The question we need to ask and answer, not routinely but once and for all, is, “How do we end hunger in the United States?”
That we even have to pose the question is shameful, given our nation’s bounty. But pose it we must, because decades of eroding government programs, a futile over-reliance on charity and, lately, a palpable measure of contempt for those in need have left us with answers that border on insanity.
The erosion of government hunger support is as varied as it is short sighted. Complaints about the expense of meeting the “high” standards for our school nutrition program (providing more nutritious choices, less salt and sugar) prompt calls to reduce standards, not to allocate greater resources. The presence of food pantries on or near military bases across the nation is shameful and embarrassing. Legislators cut everything from kids’ meals to food stamps, relying on non-profit organizations to fill the gaps. These valiant anti-hunger organizations scramble every day to meet the growing need in their communities. Despite their commitment, they have the capacity to feed only a tiny fraction of those who are hungry. We will never food bank our way out of hunger.
Misguided ideas like the one recently put forward by well meaning environmentalists – that we give hungry people our leftovers as part of a sustainability effort – are a symbol of how far off course we’ve gotten when it comes to ending hunger in America. What will sustain us is a well-fed country, not dregs for the poor.
From the War on Poverty in the 1960s through the Nixon Administration’s forceful push to end hunger, we almost did what no other country has ever done – end hunger. We built a strong response from the federal government coupled with smart management that effectively and dramatically reduced the number of hungry Americans and the data proves it. Subsequent administrations and Congresses cut back significantly on these programs in the name of savings and rendered this noble effort short lived, replaced by a steady erosion of the safety net.

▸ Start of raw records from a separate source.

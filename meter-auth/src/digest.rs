use std::fmt;

use sha2::{Digest, Sha256};

/// Raised if a digest header does not match the body.
#[derive(Debug, Eq, Hash, PartialEq, thiserror::Error)]
pub enum DigestError {
    /// The header is not a hex-encoded SHA-256 digest.
    #[error("bad digest encoding")]
    BadEncoding,
    /// The digest does not match the body.
    #[error("digest does not match payload")]
    Mismatch,
}

/// The shared secret that agent and collector use to compute payload digests.
#[derive(Clone, Eq, PartialEq)]
pub struct SigningKey {
    secret: Vec<u8>,
}

impl SigningKey {
    /// Creates a key from the shared secret.
    pub fn new(secret: impl Into<Vec<u8>>) -> Self {
        Self {
            secret: secret.into(),
        }
    }

    fn digest(&self, body: &[u8]) -> [u8; 32] {
        let mut digest = Sha256::new();
        digest.update(body);
        digest.update(&self.secret);
        digest.finalize().into()
    }

    /// Returns the hex-encoded digest of `body` for the [`HASH_HEADER`](crate::HASH_HEADER).
    pub fn sign(&self, body: &[u8]) -> String {
        hex::encode(self.digest(body))
    }

    /// Checks a hex-encoded digest against `body`.
    pub fn verify(&self, body: &[u8], signature: &str) -> Result<(), DigestError> {
        let expected = hex::decode(signature.trim()).map_err(|_| DigestError::BadEncoding)?;
        if expected.len() != 32 {
            return Err(DigestError::BadEncoding);
        }

        let actual = self.digest(body);
        // Compare without an early exit.
        let diff = actual
            .iter()
            .zip(&expected)
            .fold(0u8, |acc, (a, b)| acc | (a ^ b));

        if diff == 0 {
            Ok(())
        } else {
            Err(DigestError::Mismatch)
        }
    }
}

impl fmt::Debug for SigningKey {
    fn fmt(&self, f: &mut fmt::Formatter<'_>) -> fmt::Result {
        f.write_str("SigningKey(\"***\")")
    }
}
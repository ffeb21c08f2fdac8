//! Error responses shared by all endpoints and middlewares.

use std::error::Error;

use axum::Json;
use axum::http::StatusCode;
use axum::response::{IntoResponse, Response};
use meter_auth::{CipherError, DigestError};
use meter_metrics::MalformedMetricError;
use meter_statsd::metric;
use meter_store::StoreError;
use serde::Serialize;

use crate::statsd::CollectorCounters;

/// The JSON body of an error response.
#[derive(Debug, Default, Serialize)]
pub struct ApiErrorResponse {
    detail: Option<String>,
    #[serde(skip_serializing_if = "Vec::is_empty")]
    causes: Vec<String>,
}

impl ApiErrorResponse {
    /// Creates an error response from an error and its chain of sources.
    pub fn from_error(error: &(dyn Error + 'static)) -> Self {
        let mut messages = Vec::new();
        let mut current = Some(error);

        while let Some(error) = current {
            let message = error.to_string();
            if !messages.contains(&message) {
                messages.push(message);
            }
            current = error.source();
        }

        let mut messages = messages.into_iter();
        Self {
            detail: messages.next(),
            causes: messages.collect(),
        }
    }
}

impl IntoResponse for ApiErrorResponse {
    fn into_response(self) -> Response {
        Json(self).into_response()
    }
}

/// An error rejecting a request at the ingestion boundary.
#[derive(Debug, thiserror::Error)]
pub enum ApiError {
    /// A sample violates the metric protocol.
    #[error("invalid metric")]
    Malformed(#[from] MalformedMetricError),

    /// The body is not valid JSON of the expected shape.
    #[error("invalid JSON payload")]
    InvalidJson(#[from] serde_json::Error),

    /// The body could not be read or decompressed.
    #[error("failed to read request body")]
    InvalidBody(#[from] axum::Error),

    /// The declared body size exceeds the configured limit.
    #[error("request body exceeds {0} bytes")]
    PayloadTooLarge(usize),

    /// The `HashSHA256` header does not match the body.
    #[error("payload integrity check failed")]
    Integrity(#[from] DigestError),

    /// The body could not be decrypted.
    #[error("failed to decrypt payload")]
    Decryption(#[from] CipherError),

    /// The sender is outside of the trusted subnet.
    #[error("sender is not in the trusted subnet")]
    UntrustedSender,

    /// The requested metric does not exist or has another type.
    #[error("metric not found")]
    NotFound,

    /// The store failed to serve the request.
    #[error("failed to access metric store")]
    Store(#[from] StoreError),
}

impl ApiError {
    /// Returns the status code of the response.
    pub fn status(&self) -> StatusCode {
        match self {
            Self::Malformed(_)
            | Self::InvalidJson(_)
            | Self::InvalidBody(_)
            | Self::Integrity(_)
            | Self::Decryption(_) => StatusCode::BAD_REQUEST,
            Self::PayloadTooLarge(_) => StatusCode::PAYLOAD_TOO_LARGE,
            Self::UntrustedSender => StatusCode::FORBIDDEN,
            Self::NotFound => StatusCode::NOT_FOUND,
            Self::Store(_) => StatusCode::INTERNAL_SERVER_ERROR,
        }
    }

    /// Returns the tag value for [`CollectorCounters::RequestsRejected`].
    fn rejection_reason(&self) -> Option<&'static str> {
        Some(match self {
            Self::Malformed(_) => "malformed",
            Self::InvalidJson(_) => "invalid_json",
            Self::InvalidBody(_) => "invalid_body",
            Self::PayloadTooLarge(_) => "payload_too_large",
            Self::Integrity(_) => "integrity",
            Self::Decryption(_) => "decryption",
            Self::UntrustedSender => "untrusted_sender",
            Self::NotFound | Self::Store(_) => return None,
        })
    }
}

impl IntoResponse for ApiError {
    fn into_response(self) -> Response {
        let status = self.status();

        if status.is_server_error() {
            meter_log::error!(error = &self as &dyn Error, "request failed");
        } else {
            meter_log::debug!(error = &self as &dyn Error, "request rejected");
        }

        if let Some(reason) = self.rejection_reason() {
            metric!(counter(CollectorCounters::RequestsRejected) += 1, reason = reason);
        }

        (status, ApiErrorResponse::from_error(&self)).into_response()
    }
}
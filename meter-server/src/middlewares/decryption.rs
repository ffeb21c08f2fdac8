use axum::body::Body;
use axum::extract::{Request, State};
use axum::http::header;
use axum::middleware::Next;
use axum::response::Response;
use meter_auth::CIPHERED_HEADER;

use crate::endpoints::ApiError;
use crate::middlewares::read_body;
use crate::service::ServiceState;

/// Returns `true` if the request declares an encrypted body.
fn is_ciphered(request: &Request) -> bool {
    request
        .headers()
        .get(CIPHERED_HEADER)
        .and_then(|value| value.to_str().ok())
        .is_some_and(|value| value.trim().eq_ignore_ascii_case("true"))
}

/// Decrypts bodies sent with `Ciphered: true`.
///
/// Runs after decompression. Without a configured private key, the body is passed on as is and
/// fails to parse. Use this with [`axum::middleware::from_fn_with_state`].
pub async fn decrypt_payload(
    State(state): State<ServiceState>,
    request: Request,
    next: Next,
) -> Result<Response, ApiError> {
    let Some(key) = state.decryption_key() else {
        return Ok(next.run(request).await);
    };

    if !is_ciphered(&request) {
        return Ok(next.run(request).await);
    }

    let (mut parts, body) = request.into_parts();
    let body = read_body(&parts.headers, body, state.config().max_body_size()).await?;
    let decrypted = key.decrypt(&body)?;

    parts.headers.remove(CIPHERED_HEADER);
    parts.headers.remove(header::CONTENT_LENGTH);

    Ok(next.run(Request::from_parts(parts, Body::from(decrypted))).await)
}

#[cfg(test)]
mod tests {
    use super::*;

    fn request(value: &str) -> Request {
        Request::post("/updates/")
            .header(CIPHERED_HEADER, value)
            .body(Body::empty())
            .unwrap()
    }

    #[test]
    fn test_is_ciphered() {
        assert!(is_ciphered(&request("true")));
        assert!(is_ciphered(&request(" TRUE ")));

        assert!(!is_ciphered(&request("false")));
        assert!(!is_ciphered(&request("untrue")));
        assert!(!is_ciphered(&request("true1")));
        assert!(!is_ciphered(&Request::new(Body::empty())));
    }
}
//! The meter collector.
//!
//! The collector receives samples from agents over HTTP, merges them into a
//! [`MetricStore`](meter_store::MetricStore) and serves them back for inspection. See
//! [`endpoints`] for the routes and [`middlewares`] for the checks every request passes first.
//!
//! # Storage
//!
//! With a `database_dsn`, samples go to the relational store, which is durable on its own.
//! Otherwise they are kept in memory and written to `file_storage_path` as a full snapshot, either
//! every `store_interval` seconds or, with an interval of `0`, after every update. The snapshot is
//! loaded on startup if `restore` is set.
//!
//! # Shutdown
//!
//! On SIGTERM, the server stops accepting connections and finishes pending requests within the
//! `shutdown_timeout`. The snapshot timer is stopped and a final snapshot is written. SIGINT and
//! SIGQUIT skip waiting for pending requests.
#![warn(missing_docs)]

pub mod endpoints;
pub mod middlewares;
mod server;
mod service;
mod statsd;

use std::sync::Arc;

use anyhow::{Context, Result};
use meter_config::Config;
use meter_system::Controller;

pub use self::server::*;
pub use self::service::*;

/// Runs the collector until it receives a shutdown signal.
///
/// This blocks the current thread on a new multi-threaded tokio runtime.
pub fn run(config: Config) -> Result<()> {
    let config = Arc::new(config);

    let runtime = tokio::runtime::Builder::new_multi_thread()
        .thread_name("collector")
        .enable_all()
        .build()
        .context("could not create runtime")?;

    runtime.block_on(async {
        let controller = Controller::start(config.shutdown_timeout());

        let state = ServiceState::start(Arc::clone(&config))
            .await
            .context("could not start collector")?;
        let server = HttpServer::bind(Arc::clone(&config), state).await?;
        server.run(controller.handle()).await?;

        meter_log::info!("collector stopped");
        Ok(())
    })
}
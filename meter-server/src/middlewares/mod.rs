//! Middlewares for the HTTP server.
//!
//! This module exposes the request checks that run before any endpoint. They are registered as
//! layers on the [`Router`](axum::Router) in [`make_app`](crate::server::make_app), in this order:
//!
//!  1. [`check_subnet`]
//!  2. [`verify_integrity`], on the body as sent
//!  3. [`RequestDecompressionLayer`]
//!  4. [`decrypt_payload`], on the decompressed body
//!
//! Responses to signed requests are signed in turn by [`sign_response`].
//!
//! Middlewares that buffer the body apply the collector's `max_body_size`, as do the endpoints
//! through [`DefaultBodyLimit`](axum::extract::DefaultBodyLimit).

mod decryption;
mod integrity;
mod signing;
mod subnet;

use axum::body::{Body, Bytes};
use axum::http::HeaderMap;
use axum::http::header::CONTENT_LENGTH;

use crate::endpoints::ApiError;

pub use self::decryption::*;
pub use self::integrity::*;
pub use self::signing::*;
pub use self::subnet::*;
pub use tower_http::decompression::RequestDecompressionLayer;

/// Buffers a request body of at most `limit` bytes.
///
/// A `Content-Length` above the limit is rejected before reading. Streamed bodies that exceed the
/// limit fail to read.
async fn read_body(headers: &HeaderMap, body: Body, limit: usize) -> Result<Bytes, ApiError> {
    let declared = headers
        .get(CONTENT_LENGTH)
        .and_then(|value| value.to_str().ok())
        .and_then(|value| value.parse::<usize>().ok());

    if declared.is_some_and(|length| length > limit) {
        return Err(ApiError::PayloadTooLarge(limit));
    }

    Ok(axum::body::to_bytes(body, limit).await?)
}
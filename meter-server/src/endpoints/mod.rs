//! Web server endpoints.
//!
//! Agents report through the `/update` endpoints. The `/value` endpoints and the listing at `/`
//! read the store back.

mod common;
mod health_check;
mod list;
mod update;
mod value;

use axum::Router;
use axum::extract::DefaultBodyLimit;
use axum::routing::{get, post};
use meter_config::Config;

pub use self::common::*;
use crate::service::ServiceState;

/// Returns all routes of the collector.
pub fn routes(config: &Config) -> Router<ServiceState> {
    Router::new()
        .route("/", get(list::handle))
        .route("/ping", get(health_check::handle))
        .route("/update/", post(update::handle_json))
        .route("/update/{kind}/{name}/{value}", post(update::handle_plain))
        .route("/updates", post(update::handle_batch))
        .route("/updates/", post(update::handle_batch))
        .route("/value/", post(value::handle_json))
        .route("/value/{kind}/{name}", get(value::handle_plain))
        .layer(DefaultBodyLimit::max(config.max_body_size()))
}
//! Configuration for the meter agent and collector.
//!
//! Both processes read a `config.yml` from a config folder. Every section is optional and falls
//! back to its defaults. Values can then be overridden from the command line or the environment
//! through [`OverridableConfig`].
#![warn(missing_docs)]

mod config;

pub use crate::config::*;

Perversely, the result of such vigorous “cost cutting” is that we all pay more. As hunger seeps into every corner of the US, the damage and destruction is felt every day. In the name of saving a pittance on nutrition, school kids go hungry and educational advances are lost to them. When we fail to provide nutritional support, workers’ productivity falters, costing us millions in profits. Saving money on nourishing active duty military and their families leaves us with a force less fit and less capable.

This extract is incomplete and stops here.